Dans l’histoire de l’hospice, le rapport à la montagne joue un rôle central. La figure du chanoine Gratien Volluz, guide de montagne nommé Prieur du Simplon en 1959, en est une bonne illustration. Ce dernier voit dans les beautés de la montagne et ses valeurs telles que le dépassement de soi, le silence et la prière, un chemin d’humanisation. Il écrit d’ailleurs une très belle prière du pèlerin de la montagne dont voici un extrait :

« Créé par amour, pour aimer, fais, Seigneur, que je marche, que je monte, par les sommets vers Toi, avec toute ma vie, avec tous mes frères, avec toute la création, dans l’audace et l’adoration. » L’hospice, devenu un lieu de retraite et d’évasion face à un quotidien de plus en plus stressant, est totalement redynamisé.
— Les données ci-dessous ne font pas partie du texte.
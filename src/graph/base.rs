use super::matrix::AdjacencyMatrix;
use super::SearchGraph;
use crate::math::Point2;

/// A graph of positioned vertices with edges stored in an adjacency matrix.
///
/// Vertex ids are dense indices. Deleting a vertex compacts the ids: every
/// vertex above the deleted one moves down by one.
#[derive(Debug, Clone, Default, PartialEq)]
pub struct Graph {
    positions: Vec<Point2>,
    matrix: AdjacencyMatrix,
}

impl Graph {
    /// Creates an empty graph.
    #[must_use]
    pub fn new() -> Self {
        Self::default()
    }

    /// Creates a graph with the given vertices and no edges.
    #[must_use]
    pub fn with_positions(positions: Vec<Point2>) -> Self {
        let matrix = AdjacencyMatrix::new(positions.len());
        Self { positions, matrix }
    }

    /// Number of vertices.
    #[must_use]
    pub fn vertex_count(&self) -> usize {
        self.positions.len()
    }

    /// All vertex positions, indexed by vertex id.
    #[must_use]
    pub fn positions(&self) -> &[Point2] {
        &self.positions
    }

    /// Position of `vertex`.
    ///
    /// # Panics
    ///
    /// Panics if `vertex` is out of range.
    #[must_use]
    pub fn position(&self, vertex: usize) -> Point2 {
        self.positions[vertex]
    }

    /// Appends a vertex and returns its id.
    pub fn add_vertex(&mut self, position: Point2) -> usize {
        self.matrix.expand();
        self.positions.push(position);
        self.positions.len() - 1
    }

    /// Removes `vertex` and all its edges; higher ids shift down by one.
    ///
    /// # Panics
    ///
    /// Panics if `vertex` is out of range.
    pub fn delete_vertex(&mut self, vertex: usize) {
        self.matrix.remove(vertex);
        self.positions.remove(vertex);
    }

    /// Raw stored value of `from → to`.
    #[must_use]
    pub fn edge_value(&self, from: usize, to: usize) -> f64 {
        self.matrix.get(from, to)
    }

    /// Whether `from → to` is a traversable edge. Negative values count as absent.
    #[must_use]
    pub fn has_edge(&self, from: usize, to: usize) -> bool {
        self.edge_value(from, to) > 0.0
    }

    /// Stores `value` on `from → to`, mirrored onto `to → from` when `symmetric`.
    pub fn set_edge(&mut self, from: usize, to: usize, value: f64, symmetric: bool) {
        self.matrix.set(from, to, value, symmetric);
    }

    /// Appends two vertices joined by a symmetric edge of `value`.
    pub fn create_edge(&mut self, a: Point2, b: Point2, value: f64) -> (usize, usize) {
        let first = self.add_vertex(a);
        let second = self.add_vertex(b);
        self.set_edge(first, second, value, true);
        (first, second)
    }

    /// Number of vertex pairs joined in at least one direction.
    #[must_use]
    pub fn edge_count(&self) -> usize {
        let n = self.vertex_count();
        (0..n)
            .flat_map(|a| (0..a).map(move |b| (a, b)))
            .filter(|&(a, b)| self.has_edge(a, b) || self.has_edge(b, a))
            .count()
    }

    /// Ids of vertices reachable from `vertex` over one traversable edge.
    pub fn neighbours(&self, vertex: usize) -> impl Iterator<Item = usize> + '_ {
        (0..self.vertex_count()).filter(move |&other| self.has_edge(vertex, other))
    }
}

impl SearchGraph for Graph {
    fn vertex_count(&self) -> usize {
        self.positions.len()
    }

    fn position(&self, vertex: usize) -> Point2 {
        self.positions[vertex]
    }

    fn edge_value(&self, from: usize, to: usize) -> f64 {
        self.matrix.get(from, to)
    }
}
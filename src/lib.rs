pub mod config;
pub mod error;
pub mod floor;
pub mod graph;
pub mod map;
pub mod math;
pub mod navmesh;
pub mod topology;

pub use config::{FloorConfig, MapConfig, PathfindingOptions};
pub use error::{NavError, Result};
pub use map::{FloorId, Map};
use super::{perp_dot, Point2, TOLERANCE};

/// Orientation of `c` relative to the directed line `a → b`.
///
/// Returns `1` for a counter-clockwise turn, `-1` for clockwise and `0` when
/// the three points are collinear within [`TOLERANCE`].
fn orientation(a: &Point2, b: &Point2, c: &Point2) -> i8 {
    let cross = perp_dot(&(b - a), &(c - a));
    if cross > TOLERANCE {
        1
    } else if cross < -TOLERANCE {
        -1
    } else {
        0
    }
}

/// For collinear `a`, `b`, `p`: whether `p` lies within the bounding box of `a`–`b`.
fn within_box(a: &Point2, b: &Point2, p: &Point2) -> bool {
    p.x <= a.x.max(b.x) + TOLERANCE
        && p.x >= a.x.min(b.x) - TOLERANCE
        && p.y <= a.y.max(b.y) + TOLERANCE
        && p.y >= a.y.min(b.y) - TOLERANCE
}

/// Closed segment-segment intersection test in 2D.
///
/// Segments that merely touch (an endpoint lying on the other segment) or
/// overlap collinearly count as intersecting.
#[must_use]
pub fn segments_intersect(a0: &Point2, a1: &Point2, b0: &Point2, b1: &Point2) -> bool {
    let o1 = orientation(a0, a1, b0);
    let o2 = orientation(a0, a1, b1);
    let o3 = orientation(b0, b1, a0);
    let o4 = orientation(b0, b1, a1);

    if o1 * o2 < 0 && o3 * o4 < 0 {
        return true;
    }

    (o1 == 0 && within_box(a0, a1, b0))
        || (o2 == 0 && within_box(a0, a1, b1))
        || (o3 == 0 && within_box(b0, b1, a0))
        || (o4 == 0 && within_box(b0, b1, a1))
}
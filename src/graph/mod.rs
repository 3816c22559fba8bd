//! Matrix-backed graphs and the searches that run over them.
//!
//! Every search is generic over [`SearchGraph`], so the same algorithms run on
//! a plain [`Graph`], a [`WeightedGraph`], or a [`GraphOverlay`] that layers
//! temporary vertices over a borrowed base graph.

mod base;
pub mod matrix;
mod overlay;
pub mod queue;
pub mod search;
mod weighted;

pub use base::Graph;
pub use matrix::AdjacencyMatrix;
pub use overlay::GraphOverlay;
pub use search::{path_cost, SearchAlgorithm, SearchTree};
pub use weighted::WeightedGraph;

use crate::math::{distance, Point2};

/// Read access to a graph with positioned vertices and directed edge values.
///
/// Edge values follow the matrix convention: `0` is no edge, a positive value
/// is a traversable weight, and negative values are blocked sentinels.
pub trait SearchGraph {
    /// Number of vertices; ids are `0..vertex_count()`.
    fn vertex_count(&self) -> usize;

    /// Position of `vertex`.
    fn position(&self, vertex: usize) -> Point2;

    /// Raw stored value of the directed edge `from → to`.
    fn edge_value(&self, from: usize, to: usize) -> f64;

    /// Multiplier applied to Euclidean distance by [`heuristic`](Self::heuristic).
    fn heuristic_scale(&self) -> f64 {
        1.0
    }

    /// Whether `from → to` can be traversed.
    fn has_edge(&self, from: usize, to: usize) -> bool {
        self.edge_value(from, to) > 0.0
    }

    /// Traversal cost of `from → to`, if the edge can be traversed.
    fn traversable_weight(&self, from: usize, to: usize) -> Option<f64> {
        let value = self.edge_value(from, to);
        (value > 0.0).then_some(value)
    }

    /// Admissible estimate of the cost from `a` to `b`.
    fn heuristic(&self, a: usize, b: usize) -> f64 {
        distance(&self.position(a), &self.position(b)) * self.heuristic_scale()
    }

    /// Vertices reachable from `vertex` over one traversable edge, in id order.
    fn successors(&self, vertex: usize) -> impl Iterator<Item = (usize, f64)> + '_ {
        (0..self.vertex_count())
            .filter_map(move |next| self.traversable_weight(vertex, next).map(|w| (next, w)))
    }
}
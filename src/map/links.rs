use std::collections::HashMap;

use tracing::info;

use super::{FloorId, LinkLabel, LinkNode, Map};
use crate::config::PathfindingOptions;
use crate::error::{MapError, Result};
use crate::graph::search::dfs;
use crate::graph::{path_cost, GraphOverlay, SearchGraph, WeightedGraph};
use crate::math::Point2;

/// Position of a link-graph vertex. Only the floor matters, so the heuristic
/// steers towards the goal floor.
pub(super) fn link_position(floor: FloorId) -> Point2 {
    Point2::new(0.0, f64::from(floor))
}

/// A link graph that accepts directed weights.
pub(super) trait LinkWeights: SearchGraph {
    fn write_weight(&mut self, from: usize, to: usize, weight: f64);

    /// Stores `from → to` unless a lighter edge is already there.
    fn keep_lighter(&mut self, from: usize, to: usize, weight: f64) {
        if !self.has_edge(from, to) || weight < self.edge_value(from, to) {
            self.write_weight(from, to, weight);
        }
    }
}

impl LinkWeights for WeightedGraph {
    fn write_weight(&mut self, from: usize, to: usize, weight: f64) {
        self.set_weight(from, to, weight, false);
    }
}

impl LinkWeights for GraphOverlay<'_> {
    fn write_weight(&mut self, from: usize, to: usize, weight: f64) {
        self.set_weight(from, to, weight, false);
    }
}

/// Cost of walking `from → to` on one floor's navigation graph, if possible.
fn floor_cost<N: SearchGraph + ?Sized>(
    nav: &N,
    from: usize,
    to: usize,
    options: &PathfindingOptions,
) -> Option<f64> {
    if options.precompute_link_dist {
        let tree = options.primary_algorithm.shortest_path(nav, from, to)?;
        path_cost(nav, &tree.path())
    } else {
        dfs(nav, from)[to].then(|| nav.heuristic(from, to))
    }
}

/// Joins link-graph vertex `vertex` to the earlier vertices on its floor.
///
/// Each entry pairs a link-graph vertex with its navigation vertex. An edge is
/// added per direction the floor can be walked.
pub(super) fn join_on_floor<L, N>(
    links: &mut L,
    nav: &N,
    (vertex, nav_vertex): (usize, usize),
    earlier: &[(usize, usize)],
    options: &PathfindingOptions,
) where
    L: LinkWeights,
    N: SearchGraph + ?Sized,
{
    for &(other, other_nav) in earlier {
        if let Some(weight) = floor_cost(nav, nav_vertex, other_nav, options) {
            links.keep_lighter(vertex, other, weight);
        }
        if let Some(weight) = floor_cost(nav, other_nav, nav_vertex, options) {
            links.keep_lighter(other, vertex, weight);
        }
    }
}

impl Map {
    /// Rebuilds the link graph from the links of every floor.
    ///
    /// Links sharing an id are joined both ways at `options.link_weight`. Links
    /// on one floor are joined in each direction the floor can be walked,
    /// weighted by the path cost when `options.precompute_link_dist` is set and
    /// by the straight-line estimate otherwise.
    ///
    /// # Errors
    ///
    /// Returns [`ConfigError::InvalidLinkWeight`](crate::error::ConfigError::InvalidLinkWeight)
    /// for a link weight that is not positive, or [`MapError::MissingNavMesh`]
    /// if a floor with links has no generated mesh.
    pub fn join_links(&mut self, options: &PathfindingOptions) -> Result<()> {
        options.validate()?;
        let mut graph = WeightedGraph::new();
        let mut nodes = Vec::new();
        let mut by_id: HashMap<&str, Vec<usize>> = HashMap::new();

        for (&floor_id, floor) in &self.floors {
            if floor.links().is_empty() {
                continue;
            }
            let nav = self
                .nav_meshes
                .get(&floor_id)
                .filter(|nav| nav.link_count() == floor.links().len())
                .ok_or(MapError::MissingNavMesh(floor_id))?;

            let mut on_floor: Vec<(usize, usize)> = Vec::new();
            for (index, link) in floor.links().iter().enumerate() {
                let vertex = graph.add_vertex(link_position(floor_id));
                let nav_vertex = nav
                    .link_vertex(index)
                    .ok_or(MapError::MissingNavMesh(floor_id))?;

                let same_id = by_id.entry(link.id.as_str()).or_default();
                for &other in same_id.iter() {
                    graph.set_weight(vertex, other, options.link_weight, true);
                }
                same_id.push(vertex);

                join_on_floor(
                    &mut graph,
                    nav.nav_graph(),
                    (vertex, nav_vertex),
                    &on_floor,
                    options,
                );
                on_floor.push((vertex, nav_vertex));
                nodes.push(LinkNode {
                    floor: floor_id,
                    link_index: index,
                    label: LinkLabel::Named(link.id.clone()),
                });
            }
        }

        info!(
            links = nodes.len(),
            edges = graph.edge_count(),
            "link graph rebuilt"
        );
        self.link_graph = graph;
        self.link_nodes = nodes;
        Ok(())
    }
}

#[cfg(test)]
#[allow(clippy::unwrap_used)]
mod tests {
    use super::*;
    use crate::error::{ConfigError, NavError};
    use crate::graph::SearchAlgorithm;
    use crate::map::GenerationOutcome;
    use approx::assert_relative_eq;

    /// Floor 0 has a wall between links "A" and "B"; floor 1 has "A" again.
    fn building() -> Map {
        let mut map = Map::default();
        let ground = map.floor_mut(0).unwrap();
        assert!(ground.add_wall(Point2::new(0.5, 0.0), Point2::new(0.5, 0.6)));
        ground.add_link("A", Point2::new(0.25, 0.2));
        ground.add_link("B", Point2::new(0.75, 0.2));
        map.add_floor(1)
            .unwrap()
            .add_link("A", Point2::new(1.0, 0.5));
        assert_eq!(map.generate().unwrap(), GenerationOutcome::Completed);
        map
    }

    #[test]
    fn links_are_joined_by_id_and_floor() {
        let mut map = building();
        let options = PathfindingOptions::default();
        map.join_links(&options).unwrap();

        let graph = map.link_graph();
        assert_eq!(graph.vertex_count(), 3);
        assert_eq!(map.link_nodes()[2].floor, 1);
        assert_eq!(map.link_nodes()[2].label, LinkLabel::Named("A".into()));
        // Same id across floors.
        assert_relative_eq!(graph.edge_value(0, 2), 0.1);
        assert_relative_eq!(graph.edge_value(2, 0), 0.1);
        // Same floor, straight-line estimate both ways.
        assert_relative_eq!(graph.edge_value(0, 1), 0.5);
        assert_relative_eq!(graph.edge_value(1, 0), 0.5);
        assert!(!graph.has_edge(1, 2));
        // One floor apart at 0.1 per floor.
        assert_relative_eq!(graph.heuristic_scale(), 0.1);
    }

    #[test]
    fn precomputed_weights_follow_the_walls() {
        let mut map = building();
        let options = PathfindingOptions {
            precompute_link_dist: true,
            primary_algorithm: SearchAlgorithm::Dijkstra,
            ..PathfindingOptions::default()
        };
        map.join_links(&options).unwrap();
        let around = map.link_graph().edge_value(0, 1);
        assert!(around > 0.5);

        // BFS counts hops, but link weights are still path costs.
        let bfs = PathfindingOptions {
            primary_algorithm: SearchAlgorithm::Bfs,
            ..options
        };
        map.join_links(&bfs).unwrap();
        assert!(map.link_graph().edge_value(0, 1) >= around - 1e-12);
    }

    #[test]
    fn blocked_floors_leave_links_apart() {
        let mut map = Map::default();
        let ground = map.floor_mut(0).unwrap();
        assert!(ground.add_wall(Point2::new(0.5, 0.0), Point2::new(0.5, 1.0)));
        ground.add_link("West", Point2::new(0.25, 0.5));
        ground.add_link("East", Point2::new(1.0, 0.5));
        assert_eq!(map.generate().unwrap(), GenerationOutcome::Completed);
        map.join_links(&PathfindingOptions::default()).unwrap();
        assert_eq!(map.link_graph().vertex_count(), 2);
        assert_eq!(map.link_graph().edge_count(), 0);
    }

    #[test]
    fn zero_link_weight_is_rejected() {
        let mut map = building();
        let options = PathfindingOptions {
            link_weight: 0.0,
            ..PathfindingOptions::default()
        };
        assert!(matches!(
            map.join_links(&options),
            Err(NavError::Config(ConfigError::InvalidLinkWeight(_)))
        ));
        assert_eq!(map.link_graph().vertex_count(), 0);
    }

    #[test]
    fn links_need_a_mesh() {
        let mut map = building();
        map.floor_mut(1)
            .unwrap()
            .add_link("C", Point2::new(0.2, 0.2));
        assert!(matches!(
            map.join_links(&PathfindingOptions::default()),
            Err(NavError::Map(MapError::MissingNavMesh(1)))
        ));
    }
}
Depuis 1996, il est également équipé pour recevoir des familles avec des enfants en bas âge.

Un seul cœur en Dieu
L’hospice est doté d’une église consacrée en 1832 par l’évêque de Sion, meublée de stalles empire et d’un orgue et décorée des peintures murales des peintres français Nélaton et Carlin. Rénovée en 1973, l’église accueille depuis 1995 le grand Christ et quatre icônes des protecteurs du Grand-Saint-Bernard réalisées par Klaus Kegelmann. À gauche de la croix triomphante de style italo-byzantin sont représentés sainte Monique et son fils saint Augustin. Celui-ci tient une plume et un rouleau sur lequel est écrit « Cor unum in Deum » (un seul cœur en Dieu), premiers mots de la règle qu’il a donnée aux clercs de son diocèse d’Hippone vers 400 et que les chanoines du Grand-Saint-Bernard suivent aujourd’hui encore. À la droite du Christ en croix, on reconnaît à son habit de diacre et au dragon gisant à ses pieds (symbole des dangers de la montagne et des bandits) le fondateur de la Congrégation des chanoines, saint Bernard de Montjoux
(XIe siècle), ainsi que saint Nicolas de Myre, saint très populaire au Moyen Âge et que Bernard de Montjoux a choisi comme protecteur.

Actuellement, l’hospice est un bâtiment en pierre de 3 étages, bâti sur le modèle de l’hospice du Grand-Saint-Bernard. Il peut héberger jusqu’à 130 personnes et est ouvert toute l’année. Les chanoines en assurent toujours la gérance. Le Prieur actuel, François Lamon, nous a donné un enseignement sur l’accueil, vocation fondamentale de l’hospice. Accueillir, c’est prendre du temps pour l’autre, être à son écoute et chercher à comprendre son vécu, ses joies, ses peines. L’hospice accueille toutes sortes de gens : confirmands, collégiens, familles, skieurs, randonneurs, etc. Que les Romands ne soient pas dépaysés, les chanoines sont francophones bien que la région soit germanophone.